When you ask a vague question, you aren’t just asking for an answer. You are asking the listener to reconstruct your mental model, guess at your missing constraints, and explore the solution space from scratch. You are asking them to do the work you haven’t done yet.
A well-formed question carries the weight of that work already. A poorly formed one offloads it entirely onto the listener. This is why vague questions feel “low effort.”
The Difference in Practice
You see this friction most clearly when troubleshooting.
The High-Load Question:
“My deployment isn’t working. It works on my machine but fails in prod. Any idea what’s wrong?”
There is no meaningful way to answer this. The responder is forced to play a guessing game. What is being deployed? Where? What does “not working” actually mean?
The Low-Load Question:
“I’m deploying a containerized service to Kubernetes. The pod starts but crashes after ~30 seconds. Logs show a database connection timeout. The database is reachable from other pods in the same namespace. What else should I be checking?”
This question respects the responder’s time. It contains observed behavior, constraints, and eliminated possibilities. Even if the responder doesn’t know the answer, they know where to look next.
The XY Trap
Formulating a good question is hard because it forces you to confront the shape of the problem before you understand it. It forces you to avoid the “XY Problem”—asking how to fix your attempted solution (Y) instead of the actual root problem (X).
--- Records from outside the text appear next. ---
//! Startup reconciliation
//!
//! Walks every gateway server and route, turns the reverse-proxy routes back
//! into records and merges them with stored metadata. Stored records keep
//! their `autostart` flag; anything found live is enabled; stored records
//! missing from the gateway are kept but disabled.
//!
//! A route matched to a stored record by hostname:port takes the stored id,
//! even when the route carries an `@id` of its own.

use crate::error::{Result, Step, StepExt};
use crate::gateway::GatewayApi;
use crate::manager::{remember, ProxyManager};
use crate::proxy::{generate_id, ProxyRecord};
use crate::route::parse_route_value;
use std::collections::{HashMap, HashSet};
use tracing::{debug, info, warn};

/// Outcome of one discovery pass
#[derive(Debug, Clone, Default, PartialEq, Eq)]
pub struct DiscoveryReport {
    /// Live routes with no stored record
    pub discovered: usize,
    /// Live routes matched to a stored record
    pub updated: usize,
    /// Stored records not found live
    pub disabled: usize,
    /// Routes that are not reverse proxies or could not be parsed
    pub skipped: usize,
    pub total: usize,
    /// Whether the metadata file was rewritten
    pub written: bool,
}

/// Outcome of the autostart pass
#[derive(Debug, Clone, Default, PartialEq, Eq)]
pub struct AutostartReport {
    pub started: usize,
    pub failed: usize,
}

impl<G: GatewayApi> ProxyManager<G> {
    /// Resynchronize metadata and the server map with the gateway's live state
    ///
    /// An unreachable gateway skips the pass without touching metadata.
    pub async fn discover(&self) -> Result<DiscoveryReport> {
        info!("Discovering existing proxies in gateway...");
        let mut report = DiscoveryReport::default();

        let existing = self.store.load().step(Step::LoadMetadata)?;
        let by_id: HashMap<&str, &ProxyRecord> = existing
            .iter()
            .filter(|p| !p.id.is_empty())
            .map(|p| (p.id.as_str(), p))
            .collect();
        let by_host_port: HashMap<String, &ProxyRecord> = existing
            .iter()
            .filter_map(|p| p.host_port_key().map(|key| (key, p)))
            .collect();

        let servers = match self.gateway.list_servers().await {
            Ok(servers) => servers,
            Err(e) => {
                warn!("Failed to list gateway servers for discovery: {}", e);
                return Ok(report);
            }
        };

        let mut merged: Vec<ProxyRecord> = Vec::new();
        let mut claimed: HashSet<String> = HashSet::new();
        let mut map = self.server_map.lock().await;

        for (server_name, server) in &servers {
            for (index, raw) in server.routes.iter().enumerate() {
                let mut proxy = match parse_route_value(raw, &server.listen) {
                    Ok(proxy) => proxy,
                    Err(e) => {
                        warn!("Skipping route in server {}: {}", server_name, e);
                        report.skipped += 1;
                        continue;
                    }
                };
                if proxy.id.is_empty() && proxy.host_port_key().is_none() {
                    proxy.id = positional_id(server_name, index);
                }

                let mut matched = by_id.get(proxy.id.as_str()).copied();
                if matched.is_none() {
                    if let Some(existing) =
                        proxy.host_port_key().and_then(|key| by_host_port.get(&key).copied())
                    {
                        if proxy.id != existing.id {
                            debug!(
                                "Matched route {:?} by hostname:port, using stored ID {}",
                                proxy.id, existing.id
                            );
                            proxy.id = existing.id.clone();
                        }
                        matched = Some(existing);
                    }
                }

                if proxy.id.is_empty() {
                    proxy.id = generate_id();
                    info!(
                        "Generated ID {} for route without one: {}:{}",
                        proxy.id, proxy.hostname, proxy.port
                    );
                }
                if claimed.contains(&proxy.id) {
                    warn!(
                        "Proxy {} appears more than once in the gateway, keeping the first (server {})",
                        proxy.id, server_name
                    );
                    continue;
                }

                proxy.enabled = true;
                match matched {
                    Some(existing) => {
                        proxy.autostart = existing.autostart;
                        debug!("Found stored proxy {} ({})", proxy.id, proxy.hostname);
                        report.updated += 1;
                    }
                    None => {
                        proxy.autostart = true;
                        info!(
                            "Discovered new proxy in gateway: {}:{} -> {} (ID: {})",
                            proxy.hostname, proxy.port, proxy.target, proxy.id
                        );
                        report.discovered += 1;
                    }
                }
                claimed.insert(proxy.id.clone());

                remember(&mut map, &proxy, server_name);
                merged.push(proxy);
            }
        }
        drop(map);

        for stored in &existing {
            if claimed.contains(&stored.id) {
                continue;
            }
            let mut stored = stored.clone();
            stored.enabled = false;
            debug!("Keeping stored proxy {} as disabled", stored.id);
            merged.push(stored);
            report.disabled += 1;
        }
        report.total = merged.len();

        if same_records(&existing, &merged) {
            if merged.is_empty() {
                info!("No proxies found in gateway");
            } else {
                info!("No changes detected, {} proxies already tracked", merged.len());
            }
            return Ok(report);
        }

        info!(
            "Syncing proxy metadata: {} new, {} updated, {} total",
            report.discovered, report.updated, report.total
        );
        self.store.save(&merged).step(Step::PersistMetadata)?;
        report.written = true;
        Ok(report)
    }

    /// Enable every stored record flagged `autostart` that is currently disabled
    pub async fn autostart(&self) -> Result<AutostartReport> {
        let mut report = AutostartReport::default();
        let pending: Vec<ProxyRecord> = self
            .list()?
            .into_iter()
            .filter(|p| p.autostart && !p.enabled)
            .collect();

        for proxy in pending {
            match self.toggle(&proxy.id, true).await {
                Ok(()) => {
                    info!("Autostarted proxy {} ({})", proxy.id, proxy.hostname);
                    report.started += 1;
                }
                Err(e) => {
                    warn!("Failed to autostart proxy {}: {}", proxy.id, e);
                    report.failed += 1;
                }
            }
        }
        Ok(report)
    }
}

/// Id for a route that carries no `@id` and no hostname:port to match on,
/// stable for as long as the route keeps its place in the server
fn positional_id(server_name: &str, index: usize) -> String {
    format!("{}-route{}", server_name, index)
}

/// Equal as sets of records, ignoring order
fn same_records(a: &[ProxyRecord], b: &[ProxyRecord]) -> bool {
    if a.len() != b.len() {
        return false;
    }
    let mut a: Vec<&ProxyRecord> = a.iter().collect();
    let mut b: Vec<&ProxyRecord> = b.iter().collect();
    a.sort_by(|x, y| x.id.cmp(&y.id));
    b.sort_by(|x, y| x.id.cmp(&y.id));
    a == b
}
For example: You ask how to increase a connection timeout (Y), when the real issue is that your service depends on a database that isn’t ready yet (X).
To ask a good question, you have to back up and define the reality of (X):
- What exactly is failing?
- What outcome am I actually trying to achieve?
- What assumptions am I making?
Answering these forces you to think. And this is where something interesting happens: The act of preparing the question often dissolves the problem.
Engineers experience this constantly. You start writing a bug report and realize it’s a race condition. You draft a message to a staff engineer and solve it halfway through. The answer didn’t come from outside; it emerged because you were forced to structure your confusion.
The AI Parallel
This rigorous definition of the problem is exactly what modern tools demand of us.
The rise of LLMs has taught us this lesson by force. They call it “Prompt Engineering,” but it’s really just rigorous questioning. If you give ChatGPT a vague prompt, you get a hallucination. If you give a senior engineer a vague question, you get a decline to the meeting invite with a ‘?’.
In an era of instant AI and abundance of answers, the quality of your question matters even more. Clarity produces insight; confusion just produces noise.
The Pre-Send Test
Before you ask a technical question—to a colleague, a forum, or an AI—run it through this filter. If you can’t answer these, the question isn’t ready.
- Context: Where is this running, and what is different from where it works?
- Goal: What outcome do I actually want (not just the method I’m currently trying)?
- Failure: What observable behavior proves it is broken?
- Attempts: What explanations have I already eliminated?
Instead of treating questions as something you ask before thinking, treat them as the final artifact of thinking.
When you can articulate the gap between what you know and what you need, you are usually already halfway to the answer. Good questions aren’t requests for answers. They are evidence of work already done.